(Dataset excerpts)
_ _ _ _ _ _ _

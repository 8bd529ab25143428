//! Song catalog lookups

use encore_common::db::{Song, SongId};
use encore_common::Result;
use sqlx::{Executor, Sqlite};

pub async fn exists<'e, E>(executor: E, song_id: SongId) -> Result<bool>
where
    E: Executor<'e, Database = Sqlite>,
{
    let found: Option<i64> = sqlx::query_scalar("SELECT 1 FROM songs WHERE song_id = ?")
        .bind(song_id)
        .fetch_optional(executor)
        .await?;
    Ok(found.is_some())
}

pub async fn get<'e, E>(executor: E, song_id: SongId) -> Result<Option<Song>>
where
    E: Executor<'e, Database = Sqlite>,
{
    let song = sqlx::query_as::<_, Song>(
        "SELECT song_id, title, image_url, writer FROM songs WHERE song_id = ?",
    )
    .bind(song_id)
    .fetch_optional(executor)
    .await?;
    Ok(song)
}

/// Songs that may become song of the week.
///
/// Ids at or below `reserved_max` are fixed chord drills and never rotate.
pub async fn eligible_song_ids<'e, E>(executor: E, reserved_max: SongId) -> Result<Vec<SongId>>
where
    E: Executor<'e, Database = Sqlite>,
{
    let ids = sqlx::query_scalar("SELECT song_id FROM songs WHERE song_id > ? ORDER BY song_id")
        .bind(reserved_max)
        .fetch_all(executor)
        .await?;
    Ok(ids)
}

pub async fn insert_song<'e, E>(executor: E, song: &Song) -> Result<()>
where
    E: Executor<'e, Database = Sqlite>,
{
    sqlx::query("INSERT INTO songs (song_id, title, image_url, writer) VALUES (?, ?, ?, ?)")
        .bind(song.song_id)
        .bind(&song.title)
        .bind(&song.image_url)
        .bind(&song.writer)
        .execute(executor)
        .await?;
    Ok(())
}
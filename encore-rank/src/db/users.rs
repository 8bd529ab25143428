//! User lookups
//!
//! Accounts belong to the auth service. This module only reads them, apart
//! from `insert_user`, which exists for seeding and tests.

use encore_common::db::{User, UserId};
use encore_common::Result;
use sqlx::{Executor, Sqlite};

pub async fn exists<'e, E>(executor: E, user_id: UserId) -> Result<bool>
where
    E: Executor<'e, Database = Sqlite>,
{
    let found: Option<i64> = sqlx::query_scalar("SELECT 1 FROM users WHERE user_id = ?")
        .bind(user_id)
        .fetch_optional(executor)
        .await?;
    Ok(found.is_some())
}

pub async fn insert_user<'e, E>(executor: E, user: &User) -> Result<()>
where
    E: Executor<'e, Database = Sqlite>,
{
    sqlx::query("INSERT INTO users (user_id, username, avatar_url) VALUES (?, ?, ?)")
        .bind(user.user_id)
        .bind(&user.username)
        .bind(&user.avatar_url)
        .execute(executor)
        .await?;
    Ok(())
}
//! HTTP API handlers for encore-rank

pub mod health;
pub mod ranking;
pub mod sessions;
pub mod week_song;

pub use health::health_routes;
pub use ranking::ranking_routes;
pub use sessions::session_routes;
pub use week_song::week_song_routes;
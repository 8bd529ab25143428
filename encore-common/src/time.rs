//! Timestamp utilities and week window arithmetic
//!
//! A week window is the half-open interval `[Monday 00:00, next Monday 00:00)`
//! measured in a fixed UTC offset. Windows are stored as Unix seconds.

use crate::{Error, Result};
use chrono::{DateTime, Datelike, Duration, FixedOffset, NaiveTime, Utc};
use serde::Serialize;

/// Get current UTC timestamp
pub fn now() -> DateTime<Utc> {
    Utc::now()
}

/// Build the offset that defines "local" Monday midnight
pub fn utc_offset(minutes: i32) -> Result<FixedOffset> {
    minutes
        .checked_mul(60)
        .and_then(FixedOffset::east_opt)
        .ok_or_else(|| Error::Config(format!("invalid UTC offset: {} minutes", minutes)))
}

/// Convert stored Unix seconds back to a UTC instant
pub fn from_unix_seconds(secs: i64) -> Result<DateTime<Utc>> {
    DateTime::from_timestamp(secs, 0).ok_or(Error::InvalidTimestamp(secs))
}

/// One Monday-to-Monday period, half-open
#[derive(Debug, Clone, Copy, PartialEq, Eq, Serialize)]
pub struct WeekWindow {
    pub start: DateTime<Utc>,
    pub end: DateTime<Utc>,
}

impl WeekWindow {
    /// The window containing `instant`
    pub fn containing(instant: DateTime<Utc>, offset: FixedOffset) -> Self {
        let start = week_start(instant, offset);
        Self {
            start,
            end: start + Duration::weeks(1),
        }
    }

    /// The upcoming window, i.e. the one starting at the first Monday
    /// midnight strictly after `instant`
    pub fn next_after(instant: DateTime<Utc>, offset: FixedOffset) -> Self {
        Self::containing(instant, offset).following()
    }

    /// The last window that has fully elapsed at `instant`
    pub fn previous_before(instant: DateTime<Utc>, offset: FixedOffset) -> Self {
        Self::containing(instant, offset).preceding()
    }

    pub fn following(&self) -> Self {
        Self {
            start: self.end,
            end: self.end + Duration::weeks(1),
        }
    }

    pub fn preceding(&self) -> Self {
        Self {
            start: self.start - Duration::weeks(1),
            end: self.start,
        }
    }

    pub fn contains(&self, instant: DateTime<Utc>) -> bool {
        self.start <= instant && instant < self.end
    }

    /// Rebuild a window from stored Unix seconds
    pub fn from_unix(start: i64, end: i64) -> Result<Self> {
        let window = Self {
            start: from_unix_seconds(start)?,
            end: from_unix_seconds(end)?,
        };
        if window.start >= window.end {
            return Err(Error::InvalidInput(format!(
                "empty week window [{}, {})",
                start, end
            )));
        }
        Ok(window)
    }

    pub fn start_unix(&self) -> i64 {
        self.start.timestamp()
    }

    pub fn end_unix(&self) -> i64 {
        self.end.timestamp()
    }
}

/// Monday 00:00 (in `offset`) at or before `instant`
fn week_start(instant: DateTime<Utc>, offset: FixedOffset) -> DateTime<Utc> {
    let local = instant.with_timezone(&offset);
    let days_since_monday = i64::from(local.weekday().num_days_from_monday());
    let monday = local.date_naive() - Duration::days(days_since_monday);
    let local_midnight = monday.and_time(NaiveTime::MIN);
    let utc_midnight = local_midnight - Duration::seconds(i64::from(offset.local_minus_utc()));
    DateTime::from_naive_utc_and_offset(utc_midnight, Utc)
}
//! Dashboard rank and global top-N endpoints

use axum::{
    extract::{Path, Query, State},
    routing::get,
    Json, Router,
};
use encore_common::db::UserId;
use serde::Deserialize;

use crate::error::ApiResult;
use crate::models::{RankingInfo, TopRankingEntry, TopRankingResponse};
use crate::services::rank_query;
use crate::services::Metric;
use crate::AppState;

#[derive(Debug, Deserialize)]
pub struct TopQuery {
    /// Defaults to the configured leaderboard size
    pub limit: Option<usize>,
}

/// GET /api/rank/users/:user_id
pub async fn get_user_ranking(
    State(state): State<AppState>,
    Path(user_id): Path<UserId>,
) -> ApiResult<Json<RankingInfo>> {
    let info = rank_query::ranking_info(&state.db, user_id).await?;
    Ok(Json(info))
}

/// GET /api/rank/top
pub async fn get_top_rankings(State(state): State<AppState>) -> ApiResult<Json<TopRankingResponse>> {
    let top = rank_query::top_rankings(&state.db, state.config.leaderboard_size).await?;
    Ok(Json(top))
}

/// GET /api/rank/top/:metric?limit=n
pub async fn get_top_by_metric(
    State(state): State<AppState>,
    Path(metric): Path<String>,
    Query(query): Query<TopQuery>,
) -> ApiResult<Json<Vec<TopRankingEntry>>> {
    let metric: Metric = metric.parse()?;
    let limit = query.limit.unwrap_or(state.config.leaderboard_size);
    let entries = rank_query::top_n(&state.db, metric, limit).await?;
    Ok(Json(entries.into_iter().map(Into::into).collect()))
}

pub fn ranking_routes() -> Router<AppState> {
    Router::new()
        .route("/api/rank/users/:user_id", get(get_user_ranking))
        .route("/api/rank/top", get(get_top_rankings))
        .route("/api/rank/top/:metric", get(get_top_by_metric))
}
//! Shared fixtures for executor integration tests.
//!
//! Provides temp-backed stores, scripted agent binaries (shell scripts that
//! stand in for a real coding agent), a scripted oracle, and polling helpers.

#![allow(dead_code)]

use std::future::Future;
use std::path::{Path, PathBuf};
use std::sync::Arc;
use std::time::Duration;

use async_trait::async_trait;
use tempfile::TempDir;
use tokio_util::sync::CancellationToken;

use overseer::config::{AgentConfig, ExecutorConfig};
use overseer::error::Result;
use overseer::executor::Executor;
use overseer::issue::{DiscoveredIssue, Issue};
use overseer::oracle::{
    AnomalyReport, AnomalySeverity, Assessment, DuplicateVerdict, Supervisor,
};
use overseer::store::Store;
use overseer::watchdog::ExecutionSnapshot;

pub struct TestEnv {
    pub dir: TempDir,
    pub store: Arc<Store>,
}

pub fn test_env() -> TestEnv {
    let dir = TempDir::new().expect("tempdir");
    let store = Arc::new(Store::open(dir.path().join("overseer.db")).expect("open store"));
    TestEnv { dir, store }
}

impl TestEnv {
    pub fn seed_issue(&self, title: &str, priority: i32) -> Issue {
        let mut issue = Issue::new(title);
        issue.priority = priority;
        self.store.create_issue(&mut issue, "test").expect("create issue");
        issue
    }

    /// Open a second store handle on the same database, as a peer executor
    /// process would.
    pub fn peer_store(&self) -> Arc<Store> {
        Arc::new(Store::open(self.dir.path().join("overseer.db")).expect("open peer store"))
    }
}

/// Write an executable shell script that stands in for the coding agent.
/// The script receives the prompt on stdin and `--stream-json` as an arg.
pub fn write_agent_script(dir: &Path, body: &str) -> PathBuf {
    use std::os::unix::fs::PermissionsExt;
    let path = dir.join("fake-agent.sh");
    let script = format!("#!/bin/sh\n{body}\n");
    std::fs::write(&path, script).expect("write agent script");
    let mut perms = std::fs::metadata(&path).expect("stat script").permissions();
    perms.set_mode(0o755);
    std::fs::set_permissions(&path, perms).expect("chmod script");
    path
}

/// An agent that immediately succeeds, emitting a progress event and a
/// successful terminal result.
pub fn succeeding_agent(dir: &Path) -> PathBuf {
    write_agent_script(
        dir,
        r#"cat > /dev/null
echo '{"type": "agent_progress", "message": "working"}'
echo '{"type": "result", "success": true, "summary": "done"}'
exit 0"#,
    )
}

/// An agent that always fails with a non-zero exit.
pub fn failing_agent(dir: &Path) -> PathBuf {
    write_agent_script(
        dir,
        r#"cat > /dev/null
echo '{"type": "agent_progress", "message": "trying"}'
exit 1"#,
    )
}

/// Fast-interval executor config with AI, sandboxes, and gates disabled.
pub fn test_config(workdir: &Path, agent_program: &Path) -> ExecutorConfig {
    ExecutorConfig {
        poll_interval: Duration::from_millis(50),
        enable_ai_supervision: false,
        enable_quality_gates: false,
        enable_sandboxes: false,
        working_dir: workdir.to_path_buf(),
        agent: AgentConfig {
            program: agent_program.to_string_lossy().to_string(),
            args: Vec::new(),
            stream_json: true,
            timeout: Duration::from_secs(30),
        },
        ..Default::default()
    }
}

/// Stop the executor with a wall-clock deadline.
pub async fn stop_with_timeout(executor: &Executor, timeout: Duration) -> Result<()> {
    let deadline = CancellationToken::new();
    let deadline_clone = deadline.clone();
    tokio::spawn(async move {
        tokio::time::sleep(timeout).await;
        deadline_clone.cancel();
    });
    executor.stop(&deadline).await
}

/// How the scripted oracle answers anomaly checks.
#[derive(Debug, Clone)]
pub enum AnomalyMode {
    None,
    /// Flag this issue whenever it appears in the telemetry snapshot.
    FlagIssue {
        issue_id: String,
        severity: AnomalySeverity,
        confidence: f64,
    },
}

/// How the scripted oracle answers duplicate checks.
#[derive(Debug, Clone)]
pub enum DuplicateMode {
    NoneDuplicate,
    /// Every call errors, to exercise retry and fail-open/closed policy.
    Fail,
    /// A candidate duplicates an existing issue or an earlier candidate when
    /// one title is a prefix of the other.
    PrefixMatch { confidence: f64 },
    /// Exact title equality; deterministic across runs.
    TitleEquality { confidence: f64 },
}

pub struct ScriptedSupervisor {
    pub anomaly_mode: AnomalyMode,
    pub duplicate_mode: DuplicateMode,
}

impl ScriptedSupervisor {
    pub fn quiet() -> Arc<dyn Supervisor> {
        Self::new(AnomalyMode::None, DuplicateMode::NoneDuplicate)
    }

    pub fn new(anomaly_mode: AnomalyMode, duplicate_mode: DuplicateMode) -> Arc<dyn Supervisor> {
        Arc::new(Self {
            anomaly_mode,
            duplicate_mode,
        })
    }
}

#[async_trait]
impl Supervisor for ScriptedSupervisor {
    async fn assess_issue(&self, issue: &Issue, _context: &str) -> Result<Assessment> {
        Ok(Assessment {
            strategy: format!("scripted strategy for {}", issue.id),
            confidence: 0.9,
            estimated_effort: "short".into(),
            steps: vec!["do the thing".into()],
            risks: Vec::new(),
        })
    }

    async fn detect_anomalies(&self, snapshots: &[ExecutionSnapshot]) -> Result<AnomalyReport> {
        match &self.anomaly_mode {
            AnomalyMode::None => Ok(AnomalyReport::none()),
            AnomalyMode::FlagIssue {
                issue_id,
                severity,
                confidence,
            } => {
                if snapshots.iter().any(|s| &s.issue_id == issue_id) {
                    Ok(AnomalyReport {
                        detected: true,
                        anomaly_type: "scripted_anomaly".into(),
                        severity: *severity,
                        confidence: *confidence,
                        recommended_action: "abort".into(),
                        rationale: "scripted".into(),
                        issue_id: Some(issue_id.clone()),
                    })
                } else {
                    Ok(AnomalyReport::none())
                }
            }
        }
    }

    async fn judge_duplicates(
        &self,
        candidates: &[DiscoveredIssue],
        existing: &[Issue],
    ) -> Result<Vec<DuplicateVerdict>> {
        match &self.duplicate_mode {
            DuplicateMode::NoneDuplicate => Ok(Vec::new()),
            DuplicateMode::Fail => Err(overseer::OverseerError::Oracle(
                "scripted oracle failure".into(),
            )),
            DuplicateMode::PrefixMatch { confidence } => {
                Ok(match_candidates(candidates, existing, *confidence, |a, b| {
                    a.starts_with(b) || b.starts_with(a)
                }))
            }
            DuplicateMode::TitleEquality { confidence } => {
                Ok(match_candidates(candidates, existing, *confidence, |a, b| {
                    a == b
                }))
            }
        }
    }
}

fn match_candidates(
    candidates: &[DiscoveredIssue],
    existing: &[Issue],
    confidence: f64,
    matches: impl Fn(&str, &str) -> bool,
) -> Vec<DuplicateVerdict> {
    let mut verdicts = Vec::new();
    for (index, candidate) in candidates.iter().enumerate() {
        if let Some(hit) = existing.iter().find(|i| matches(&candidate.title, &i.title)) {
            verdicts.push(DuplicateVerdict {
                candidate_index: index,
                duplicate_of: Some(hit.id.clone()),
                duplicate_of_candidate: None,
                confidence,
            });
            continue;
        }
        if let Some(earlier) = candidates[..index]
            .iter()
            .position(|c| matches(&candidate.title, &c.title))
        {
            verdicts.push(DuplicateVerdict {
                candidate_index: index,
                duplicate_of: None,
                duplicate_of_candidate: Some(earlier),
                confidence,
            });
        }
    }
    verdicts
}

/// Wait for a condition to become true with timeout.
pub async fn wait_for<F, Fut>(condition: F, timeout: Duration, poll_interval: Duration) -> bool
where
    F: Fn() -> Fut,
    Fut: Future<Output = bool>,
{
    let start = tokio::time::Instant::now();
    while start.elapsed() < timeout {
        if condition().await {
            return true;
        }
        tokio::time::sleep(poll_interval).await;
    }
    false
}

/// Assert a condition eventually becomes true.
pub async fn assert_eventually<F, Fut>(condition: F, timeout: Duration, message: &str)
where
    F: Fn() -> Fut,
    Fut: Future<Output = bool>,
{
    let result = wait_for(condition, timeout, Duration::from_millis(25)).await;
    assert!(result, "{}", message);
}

_ _ _ _ _ _ _

* [Problem to work on]
When the word "writer" shows up in a line of the entries, pull that line out.

* [Reply]
        "SELECT song_id, title, image_url, writer FROM songs WHERE song_id = ?",
    sqlx::query("INSERT INTO songs (song_id, title, image_url, writer) VALUES (?, ?, ?, ?)")
        .bind(&song.writer)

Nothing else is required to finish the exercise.